# Work item:
Check every line of the data for the word "SearchConfig", and copy those that have it.

# Exercise data:

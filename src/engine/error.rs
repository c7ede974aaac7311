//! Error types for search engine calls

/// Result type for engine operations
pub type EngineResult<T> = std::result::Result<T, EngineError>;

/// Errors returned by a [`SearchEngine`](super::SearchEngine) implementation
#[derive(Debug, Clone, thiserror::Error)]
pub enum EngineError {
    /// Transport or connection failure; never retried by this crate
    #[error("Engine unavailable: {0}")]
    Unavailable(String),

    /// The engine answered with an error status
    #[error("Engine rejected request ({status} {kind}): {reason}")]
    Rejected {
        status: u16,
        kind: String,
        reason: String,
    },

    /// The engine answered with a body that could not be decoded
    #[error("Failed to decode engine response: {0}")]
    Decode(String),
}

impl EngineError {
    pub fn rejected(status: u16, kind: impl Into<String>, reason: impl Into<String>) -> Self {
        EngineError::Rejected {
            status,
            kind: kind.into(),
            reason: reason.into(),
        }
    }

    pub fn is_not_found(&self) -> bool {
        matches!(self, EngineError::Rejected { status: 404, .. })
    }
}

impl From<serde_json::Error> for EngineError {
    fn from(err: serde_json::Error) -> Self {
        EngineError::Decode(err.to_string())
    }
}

* * *

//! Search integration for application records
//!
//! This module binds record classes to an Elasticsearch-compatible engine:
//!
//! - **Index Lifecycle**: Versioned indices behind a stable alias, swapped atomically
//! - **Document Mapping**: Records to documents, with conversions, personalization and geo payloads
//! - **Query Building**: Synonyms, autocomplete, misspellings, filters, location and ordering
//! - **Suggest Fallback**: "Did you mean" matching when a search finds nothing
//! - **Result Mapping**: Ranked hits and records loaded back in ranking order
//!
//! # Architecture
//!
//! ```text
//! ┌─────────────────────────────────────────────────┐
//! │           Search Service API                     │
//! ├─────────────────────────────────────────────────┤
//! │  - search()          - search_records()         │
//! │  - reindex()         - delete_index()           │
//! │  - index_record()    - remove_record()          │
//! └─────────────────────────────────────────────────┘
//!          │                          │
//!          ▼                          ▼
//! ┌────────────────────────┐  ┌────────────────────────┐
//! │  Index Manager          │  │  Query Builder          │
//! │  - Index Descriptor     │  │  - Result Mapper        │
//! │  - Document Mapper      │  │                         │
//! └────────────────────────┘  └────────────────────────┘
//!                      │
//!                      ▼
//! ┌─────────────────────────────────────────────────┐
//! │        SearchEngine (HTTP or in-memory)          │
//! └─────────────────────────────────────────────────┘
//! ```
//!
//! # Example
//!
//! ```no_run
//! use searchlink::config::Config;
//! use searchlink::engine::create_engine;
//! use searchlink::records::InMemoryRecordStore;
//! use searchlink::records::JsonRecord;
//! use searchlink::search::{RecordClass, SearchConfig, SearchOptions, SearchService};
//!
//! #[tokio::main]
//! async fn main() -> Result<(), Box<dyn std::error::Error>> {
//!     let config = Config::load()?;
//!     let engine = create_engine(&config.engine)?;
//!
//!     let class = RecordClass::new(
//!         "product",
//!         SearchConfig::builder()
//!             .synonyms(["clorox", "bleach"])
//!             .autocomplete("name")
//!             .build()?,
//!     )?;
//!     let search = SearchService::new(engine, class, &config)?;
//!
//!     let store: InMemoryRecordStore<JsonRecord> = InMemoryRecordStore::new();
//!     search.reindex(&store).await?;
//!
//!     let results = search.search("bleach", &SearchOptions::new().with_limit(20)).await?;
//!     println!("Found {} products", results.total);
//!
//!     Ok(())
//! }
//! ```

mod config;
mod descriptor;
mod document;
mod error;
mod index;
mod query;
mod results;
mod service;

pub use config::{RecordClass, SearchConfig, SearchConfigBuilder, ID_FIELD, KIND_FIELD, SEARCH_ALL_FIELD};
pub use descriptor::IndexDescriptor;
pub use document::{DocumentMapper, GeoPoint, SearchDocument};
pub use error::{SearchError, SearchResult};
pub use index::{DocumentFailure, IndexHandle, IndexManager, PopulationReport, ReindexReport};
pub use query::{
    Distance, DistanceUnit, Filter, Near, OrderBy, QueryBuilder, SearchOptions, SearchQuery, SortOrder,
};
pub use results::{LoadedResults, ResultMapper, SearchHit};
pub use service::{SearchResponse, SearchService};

# Answer box:
//! use searchlink::search::{RecordClass, SearchConfig, SearchOptions, SearchService};
//!         SearchConfig::builder()
pub use config::{RecordClass, SearchConfig, SearchConfigBuilder, ID_FIELD, KIND_FIELD, SEARCH_ALL_FIELD};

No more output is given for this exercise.